### About this task
Which lines run from the one containing "self.lock().is_empty()" to the end of the entries below? Reproduce them exactly, both ends included.

Entries provided START

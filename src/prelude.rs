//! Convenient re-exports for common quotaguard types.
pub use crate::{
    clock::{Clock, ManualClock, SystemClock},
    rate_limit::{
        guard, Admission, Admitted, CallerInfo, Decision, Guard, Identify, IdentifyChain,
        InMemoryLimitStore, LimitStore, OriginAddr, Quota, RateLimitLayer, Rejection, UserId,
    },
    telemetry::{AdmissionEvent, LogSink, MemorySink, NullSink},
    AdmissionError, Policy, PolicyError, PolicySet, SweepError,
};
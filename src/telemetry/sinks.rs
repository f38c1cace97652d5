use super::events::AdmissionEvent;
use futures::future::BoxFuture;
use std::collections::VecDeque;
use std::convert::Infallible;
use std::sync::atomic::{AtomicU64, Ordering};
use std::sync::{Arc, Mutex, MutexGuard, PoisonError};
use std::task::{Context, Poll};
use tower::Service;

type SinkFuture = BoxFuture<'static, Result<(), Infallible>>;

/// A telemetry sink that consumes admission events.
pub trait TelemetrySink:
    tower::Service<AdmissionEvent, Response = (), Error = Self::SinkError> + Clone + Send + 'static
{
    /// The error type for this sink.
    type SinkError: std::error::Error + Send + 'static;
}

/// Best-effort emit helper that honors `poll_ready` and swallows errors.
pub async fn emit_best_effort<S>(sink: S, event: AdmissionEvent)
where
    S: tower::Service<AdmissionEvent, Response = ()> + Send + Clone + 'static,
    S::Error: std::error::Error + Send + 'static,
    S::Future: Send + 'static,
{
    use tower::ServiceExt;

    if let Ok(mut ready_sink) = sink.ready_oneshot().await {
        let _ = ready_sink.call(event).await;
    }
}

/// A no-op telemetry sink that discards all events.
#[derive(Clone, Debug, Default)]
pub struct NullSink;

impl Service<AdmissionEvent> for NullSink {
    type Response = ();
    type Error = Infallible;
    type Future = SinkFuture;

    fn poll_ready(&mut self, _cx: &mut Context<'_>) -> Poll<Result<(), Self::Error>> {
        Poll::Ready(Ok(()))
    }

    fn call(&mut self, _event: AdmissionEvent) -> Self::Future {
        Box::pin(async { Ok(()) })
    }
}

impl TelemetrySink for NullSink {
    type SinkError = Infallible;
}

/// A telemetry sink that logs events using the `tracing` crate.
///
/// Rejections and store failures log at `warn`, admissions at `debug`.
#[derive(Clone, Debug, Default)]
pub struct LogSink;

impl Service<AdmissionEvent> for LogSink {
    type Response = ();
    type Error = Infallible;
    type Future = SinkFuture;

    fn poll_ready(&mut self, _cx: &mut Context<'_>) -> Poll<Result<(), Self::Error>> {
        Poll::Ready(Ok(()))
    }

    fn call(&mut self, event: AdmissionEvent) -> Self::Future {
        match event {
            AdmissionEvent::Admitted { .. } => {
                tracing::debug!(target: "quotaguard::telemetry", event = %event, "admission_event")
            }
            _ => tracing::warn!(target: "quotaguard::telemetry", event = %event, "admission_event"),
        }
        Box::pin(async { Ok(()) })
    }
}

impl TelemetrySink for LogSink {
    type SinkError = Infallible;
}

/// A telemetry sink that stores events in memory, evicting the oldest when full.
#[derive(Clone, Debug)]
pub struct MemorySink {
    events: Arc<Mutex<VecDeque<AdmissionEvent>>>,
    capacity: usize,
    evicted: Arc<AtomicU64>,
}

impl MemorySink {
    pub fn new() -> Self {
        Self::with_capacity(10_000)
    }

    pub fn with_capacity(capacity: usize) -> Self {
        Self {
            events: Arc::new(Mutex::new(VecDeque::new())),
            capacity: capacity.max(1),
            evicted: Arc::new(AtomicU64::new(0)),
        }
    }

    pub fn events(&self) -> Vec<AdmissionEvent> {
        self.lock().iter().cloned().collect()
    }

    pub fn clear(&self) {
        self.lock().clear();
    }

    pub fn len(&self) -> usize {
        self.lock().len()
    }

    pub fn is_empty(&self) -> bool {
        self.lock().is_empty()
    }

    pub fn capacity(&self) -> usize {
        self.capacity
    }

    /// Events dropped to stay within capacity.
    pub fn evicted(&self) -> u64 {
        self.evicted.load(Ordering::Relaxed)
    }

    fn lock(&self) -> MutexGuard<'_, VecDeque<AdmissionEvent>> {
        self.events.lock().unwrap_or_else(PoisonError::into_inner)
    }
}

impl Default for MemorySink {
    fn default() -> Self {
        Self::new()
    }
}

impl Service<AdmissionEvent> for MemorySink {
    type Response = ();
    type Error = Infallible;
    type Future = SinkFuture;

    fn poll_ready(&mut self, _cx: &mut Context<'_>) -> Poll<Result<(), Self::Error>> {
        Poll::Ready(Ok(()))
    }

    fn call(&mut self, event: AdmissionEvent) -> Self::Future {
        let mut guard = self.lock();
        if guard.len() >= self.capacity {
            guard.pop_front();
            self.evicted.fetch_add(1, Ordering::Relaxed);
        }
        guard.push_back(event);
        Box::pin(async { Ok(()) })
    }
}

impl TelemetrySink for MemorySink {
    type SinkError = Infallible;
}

Entries provided END

### Output below
        self.lock().is_empty()
    }

    pub fn capacity(&self) -> usize {
        self.capacity
    }

    /// Events dropped to stay within capacity.
    pub fn evicted(&self) -> u64 {
        self.evicted.load(Ordering::Relaxed)
    }

    fn lock(&self) -> MutexGuard<'_, VecDeque<AdmissionEvent>> {
        self.events.lock().unwrap_or_else(PoisonError::into_inner)
    }
}

impl Default for MemorySink {
    fn default() -> Self {
        Self::new()
    }
}

impl Service<AdmissionEvent> for MemorySink {
    type Response = ();
    type Error = Infallible;
    type Future = SinkFuture;

    fn poll_ready(&mut self, _cx: &mut Context<'_>) -> Poll<Result<(), Self::Error>> {
        Poll::Ready(Ok(()))
    }

    fn call(&mut self, event: AdmissionEvent) -> Self::Future {
        let mut guard = self.lock();
        if guard.len() >= self.capacity {
            guard.pop_front();
            self.evicted.fetch_add(1, Ordering::Relaxed);
        }
        guard.push_back(event);
        Box::pin(async { Ok(()) })
    }
}

impl TelemetrySink for MemorySink {
    type SinkError = Infallible;
}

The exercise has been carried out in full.